To the Brotherhood, his removal amounted to the reversal of democracy a year after he became Egypt’s first freely elected leader. Islamists fear a return to the suppression they endured for decades under autocratic rulers like Mubarak.

SHOCKING SCENES

Protesters said Monday’s shooting started as they performed morning prayers outside the barracks. Military spokesman Ahmed Ali said that at 4 a.m. (0200 GMT) armed men attacked troops in the area in the northeast of the city.

Emergency services said 435 people were wounded.

At a hospital near Cairo’s Rabaa Adawiya mosque, where many of the wounded and dead were taken, rooms were crammed full, sheets were stained with blood and medics rushed to attend to those hurt.

Mustafa Shalaby, a young doctor at the hospital – one of at least three places where casualties were taken – said he counted 45 dead and more than 400 wounded.

A Reuters journalist at the scene saw first aid helpers attempting mouth-to-mouth resuscitation on a dying man.

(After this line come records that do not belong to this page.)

impl Posterizer {
    pub fn new() -> Self {
        Posterizer {
            tracer: Tracer::new(),
            steps: Steps::Auto,
            fill_strategy: FillStrategy::Dominant,
            range_distribution: RangeDistribution::Auto,
            calculated_threshold: None,
        }
    }

    pub fn with_params(params: PosterizeParams) -> Result<Self> {
        let mut posterizer = Self::new();
        posterizer.set_parameters(params)?;
        Ok(posterizer)
    }

    pub fn params(&self) -> PosterizeParams {
        PosterizeParams {
            trace: self.tracer.params().clone(),
            steps: self.steps.clone(),
            fill_strategy: self.fill_strategy,
            range_distribution: self.range_distribution,
        }
    }

    pub fn set_parameters(&mut self, params: PosterizeParams) -> Result<()> {
        if let Steps::Count(count) = params.steps {
            if !(1..=255).contains(&count) {
                return Err(Error::invalid_parameter(
                    "steps",
                    format!("{count} is outside 1..=255"),
                ));
            }
        }
        self.tracer.set_parameters(params.trace)?;
        self.steps = params.steps;
        self.fill_strategy = params.fill_strategy;
        self.range_distribution = params.range_distribution;
        self.calculated_threshold = None;
        Ok(())
    }

    pub fn load_image(&mut self, image: &ImageData) {
        self.tracer.load_image(image);
        self.calculated_threshold = None;
    }

    pub fn load_bitmap(&mut self, bitmap: Bitmap) {
        self.tracer.load_bitmap(bitmap);
        self.calculated_threshold = None;
    }

    pub fn is_loaded(&self) -> bool {
        self.tracer.is_loaded()
    }

    /// The threshold bounding the most saturated layer. For an automatic
    /// threshold this splits the histogram three ways and keeps the cut
    /// nearest the traced extreme.
    fn effective_threshold(&mut self) -> Result<f64> {
        if let Some(threshold) = self.calculated_threshold {
            return Ok(threshold);
        }

        let threshold = match self.tracer.params().threshold {
            Threshold::Value(value) => value,
            Threshold::Auto => {
                let black_on_white = self.tracer.params().black_on_white;
                let pair = self.tracer.histogram()?.multilevel_thresholds(2, 0, 255);
                let pick = if black_on_white { pair.get(1) } else { pair.get(0) };
                pick.copied().map(f64::from).unwrap_or(DEFAULT_THRESHOLD)
            }
        };

        self.calculated_threshold = Some(threshold);
        Ok(threshold)
    }

    /// Width of the luminance range available for layering.
    fn usable_range(&mut self) -> Result<f64> {
        let threshold = self.effective_threshold()?;
        Ok(if self.tracer.params().black_on_white {
            threshold
        } else {
            255.0 - threshold
        })
    }

    fn steps_count(&mut self) -> Result<usize> {
        match &self.steps {
            Steps::Thresholds(values) => Ok(values.len()),
            Steps::Auto => {
                if self.tracer.params().threshold == Threshold::Auto {
                    Ok(4)
                } else if self.usable_range()? > 200.0 {
                    Ok(4)
                } else {
                    Ok(3)
                }
            }
            Steps::Count(count) => {
                // Clamp to [2, min(steps, usable_range)]: never fewer than
                // two layers, even when the usable range collapses.
                let count = *count;
                let usable = self.usable_range()?;
                Ok(usable.min(count as f64).max(2.0) as usize)
            }
        }
    }

    /// The resolved tonal ranges for the current image and parameters,
    /// ordered least-saturated first.
    pub fn color_stops(&mut self) -> Result<Vec<ColorStop>> {
        match self.steps.clone() {
            Steps::Thresholds(values) => self.ranges_from_list(&values),
            _ => match self.range_distribution {
                RangeDistribution::Auto => self.ranges_auto(),
                RangeDistribution::Equal => self.ranges_equal(),
            },
        }
    }

    /// Explicit threshold list: deduplicate, order toward the saturated
    /// end, and make sure the global threshold bounds the sequence.
    fn ranges_from_list(&mut self, values: &[u8]) -> Result<Vec<ColorStop>> {
        let threshold = self.effective_threshold()?;
        let black_on_white = self.tracer.params().black_on_white;

        let mut stops: Vec<f64> = Vec::new();
        for &value in values {
            let value = value as f64;
            if !stops.contains(&value) {
                stops.push(value);
            }
        }
        if stops.is_empty() {
            stops.push(threshold);
        }

        if black_on_white {
            stops.sort_by(|a, b| b.partial_cmp(a).unwrap());
            if stops[0] < threshold {
                stops.insert(0, threshold);
            }
        } else {
            stops.sort_by(|a, b| a.partial_cmp(b).unwrap());
            if *stops.last().unwrap() < threshold {
                stops.push(threshold);
            }
        }

        self.intensities(&stops)
    }

    fn ranges_auto(&mut self) -> Result<Vec<ColorStop>> {
        let count = self.steps_count()?;
        let black_on_white = self.tracer.params().black_on_white;

        let mut stops: Vec<f64> = if self.tracer.params().threshold == Threshold::Auto {
            self.tracer
                .histogram()?
                .multilevel_thresholds(count as u32, 0, 255)
                .into_iter()
                .map(f64::from)
                .collect()
        } else {
            let threshold = self.effective_threshold()?;
            let level = level_of(threshold);
            let histogram = self.tracer.histogram()?;
            let inner = if black_on_white {
                histogram.multilevel_thresholds(count.saturating_sub(1) as u32, 0, level)
            } else {
                histogram.multilevel_thresholds(count.saturating_sub(1) as u32, level, 255)
            };
            let mut stops: Vec<f64> = inner.into_iter().map(f64::from).collect();
            if black_on_white {
                stops.push(threshold);
            } else {
                stops.insert(0, threshold);
            }
            stops
        };

        if black_on_white {
            stops.reverse();
        }

        self.intensities(&stops)
    }

    fn ranges_equal(&mut self) -> Result<Vec<ColorStop>> {
        let threshold = self.effective_threshold()?;
        let black_on_white = self.tracer.params().black_on_white;
        let usable = if black_on_white { threshold } else { 255.0 - threshold };
        let count = self.steps_count()?;
        if count == 0 {
            return Ok(Vec::new());
        }

        let step_size = usable / count as f64;
        let mut stops = Vec::with_capacity(count);
        for i in (0..count).rev() {
            let cut = ((i + 1) as f64 * step_size).min(usable);
            stops.push(if black_on_white { cut } else { 255.0 - cut });
        }

        self.intensities(&stops)
    }

    /// Pick a representative color per range and normalize it to an
    /// intensity. Ranges without pixels get intensity zero.
    fn intensities(&mut self, stops: &[f64]) -> Result<Vec<ColorStop>> {
        if stops.is_empty() {
            return Ok(Vec::new());
        }
        let black_on_white = self.tracer.params().black_on_white;
        let strategy = self.fill_strategy;
        let full_range = (self.effective_threshold()? - if black_on_white { 0.0 } else { 255.0 }).abs();

        let mut result = Vec::with_capacity(stops.len());

        for (index, &threshold) in stops.iter().enumerate() {
            let next = if index + 1 == stops.len() {
                if black_on_white { -1.0 } else { 256.0 }
            } else {
                stops[index + 1]
            };
            let range_start = (if black_on_white { next + 1.0 } else { threshold }).round();
            let range_end = (if black_on_white { threshold } else { next - 1.0 }).round();
            let factor = if stops.len() > 1 {
                index as f64 / (stops.len() - 1) as f64
            } else {
                0.0
            };
            let interval_size = range_end - range_start;

            let start_level = level_of(range_start);
            let end_level = level_of(range_end);

            let stats = if strategy == FillStrategy::Spread {
                None
            } else {
                Some(self.tracer.histogram()?.stats(start_level, end_level)?)
            };

            if let Some(stats) = stats {
                if stats.pixels == 0 {
                    result.push(ColorStop {
                        value: threshold,
                        intensity: 0.0,
                    });
                    continue;
                }
            }

            let mut color = match strategy {
                FillStrategy::Spread => {
                    (if black_on_white { range_start } else { range_end })
                        + (if black_on_white { 1.0 } else { -1.0 })
                            * (interval_size * 0.5f64.max(full_range / 255.0) * factor).round()
                }
                FillStrategy::Dominant => {
                    let tolerance = interval_size.clamp(1.0, 5.0) as u32;
                    self.tracer
                        .histogram()?
                        .dominant_color(start_level, end_level, tolerance)?
                        .map(f64::from)
                        .unwrap_or(-1.0)
                }
                FillStrategy::Mean => stats.unwrap().levels.mean,
                FillStrategy::Median => stats.unwrap().levels.median,
            };

            // Keep layer colors at least 10% of the interval away from
            // the less saturated boundary.
            if index != 0 {
                let margin = (interval_size * 0.1).round();
                color = if black_on_white {
                    color.clamp(range_start, range_end - margin)
                } else {
                    color.clamp(range_start + margin, range_end)
                };
            }

            let intensity = if color == -1.0 {
                0.0
            } else if black_on_white {
                (255.0 - color) / 255.0
            } else {
                color / 255.0
            };

            result.push(ColorStop {
                value: threshold,
                intensity,
            });
        }

        Ok(result)
    }

    /// Deep posterizations can leave the most saturated range too wide;
    /// append a near-extreme stop to recover darkest/lightest details.
    fn add_extra_color_stop(&mut self, ranges: &mut Vec<ColorStop>) -> Result<()> {
        let black_on_white = self.tracer.params().black_on_white;
        let last = *ranges.last().expect("extra stop requires existing ranges");
        let (from, to) = if black_on_white {
            (0.0, last.value)
        } else {
            (last.value, 255.0)
        };

        if to - from > 25.0 && last.intensity != 1.0 {
            let histogram = self.tracer.histogram()?;
            let levels = histogram.stats(level_of(from), level_of(to))?.levels;

            let new_stop = if levels.mean + levels.std_dev <= 25.0 {
                levels.mean + levels.std_dev
            } else if levels.mean - levels.std_dev <= 25.0 {
                levels.mean - levels.std_dev
            } else {
                25.0
            };

            let color = if black_on_white {
                histogram.stats(0, level_of(new_stop))?.levels.mean
            } else {
                histogram.stats(level_of(new_stop), 255)?.levels.mean
            };

            let intensity = if color.is_nan() {
                0.0
            } else if black_on_white {
                (255.0 - color) / 255.0
            } else {
                color / 255.0
            };

            ranges.push(ColorStop {
                value: ((if black_on_white { 0.0 } else { 255.0 }) - new_stop).abs(),
                intensity,
            });
        }

        Ok(())
    }

    /// Trace every visible range and composite layer opacities in order.
    /// Tracing fans out over independent tracer clones; assembly order is
    /// fixed, so the output is deterministic.
    fn path_tags(&mut self, no_fill: bool, scale: (f64, f64)) -> Result<Vec<String>> {
        let mut ranges = self.color_stops()?;
        if ranges.len() >= 10 {
            self.add_extra_color_stop(&mut ranges)?;
        }
        if ranges.is_empty() {
            return Ok(Vec::new());
        }

        let fill = if no_fill {
            None
        } else {
            Some(resolve_fill(self.tracer.params()))
        };

        // Each visible layer traces on its own tracer clone; the
        // histogram caches are not shareable across threads.
        let workers: Vec<Option<Tracer>> = ranges
            .iter()
            .map(|stop| (stop.intensity != 0.0).then(|| self.tracer.clone()))
            .collect();

        let rendered: Vec<Option<String>> = ranges
            .par_iter()
            .zip(workers.into_par_iter())
            .map(|(stop, tracer)| -> Result<Option<String>> {
                let Some(mut tracer) = tracer else {
                    return Ok(None);
                };
                let mut params = tracer.params().clone();
                params.threshold = Threshold::Value(stop.value);
                tracer.set_parameters(params)?;
                Ok(Some(tracer.path_tag_scaled(fill.as_deref(), scale)?))
            })
            .collect::<Result<Vec<_>>>()?;

        let mut actual_prev = 0.0f64;
        let mut tags = Vec::new();

        for (stop, tag) in ranges.iter().zip(rendered) {
            let Some(tag) = tag else { continue };

            let opacity = if actual_prev == 0.0 || stop.intensity == 1.0 {
                stop.intensity
            } else {
                (actual_prev - stop.intensity) / (actual_prev - 1.0)
            };
            let opacity = ((opacity * 1000.0).round() / 1000.0).clamp(0.0, 1.0);
            actual_prev += (1.0 - actual_prev) * opacity;

            if opacity == 0.0 || tag.contains(r#" d="""#) {
                continue;
            }
            tags.push(svg::set_attribute(
                &tag,
                "fill-opacity",
                &format!("{opacity:.3}"),
            ));
        }

        Ok(tags)
    }

    /// Full SVG document with one `<path>` per visible layer.
    pub fn get_svg(&mut self) -> Result<String> {
        let (width, height, scale) = self.tracer.output_dimensions()?;
        let tags = self.path_tags(false, scale)?;

        let background = match &self.tracer.params().background {
            Fill::Auto | Fill::Transparent => None,
            Fill::Color(color) => Some(color.clone()),
        };

        Ok(svg::document(width, height, background.as_deref(), &tags))
    }

    /// `<symbol>` element with all layers, without fill colors.
    pub fn get_symbol(&mut self, id: &str) -> Result<String> {
        let (width, height) = self.tracer.source_dimensions()?;
        let tags = self.path_tags(true, (1.0, 1.0))?;
        Ok(svg::symbol(id, width, height, &tags.concat()))
    }
}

Film broadcast by Egyptian state TV showed Mursi supporters throwing rocks at soldiers in riot gear on one of the main roads leading to Cairo airport. Young men, some carrying sticks, crouched behind a building, emerging to throw petrol bombs before retreating again.

LEADER TARGETS EARLY ELECTIONS

Mansour decreed that Egypt will hold new parliamentary elections once amendments to its suspended constitution are approved in a referendum.

In what appeared to be an olive branch to Islamists, the decree included controversial language put into the constitution last year that defined the principles of Islamic sharia law.

However, critics said the plan repeated flaws in the 2011 transition that contributed to the current crisis, by leaving the process for amending the constitution vague.

Whether that will be enough to lure back the hardline Islamist Nour Party, which had supported the military-led transition plans until Monday’s attack, remains to be seen. The army is keen to win over Nour, the second biggest Islamist group after the Brotherhood, to keep the transition inclusive.

Nathan Brown, a leading expert on Egypt’s constitution at George Washington University in Washington, said that while Monday’s decree laid out a clear sequence for transition, it repeated many of the mistakes of the post-Mubarak process.

“It was drawn up by an anonymous committee; it was issued by executive fiat; the timetable is rushed; the provisions for consultation are vague; and it promises inclusiveness but gives no clear procedural guidelines for it,” he told Reuters.

The Brotherhood movement has refused to have anything to do with the process, and thousands of supporters have camped out in northeast Cairo for the last five days and vowed not to budge until Mursi returns as president – a seemingly vain hope.

The events have worried Western allies. The United States, still refraining from calling the military intervention a “coup” – a label that under U.S. law would require it to halt aid – called on Egypt’s army to exercise “maximum restraint.”

The White House said it was not about to halt aid to Egypt, including the $1.3 billion it gives the military.

The army has insisted that the overthrow was not a coup and that it was enforcing the “will of the people” after millions took to the streets on June 30 to call for Mursi’s resignation.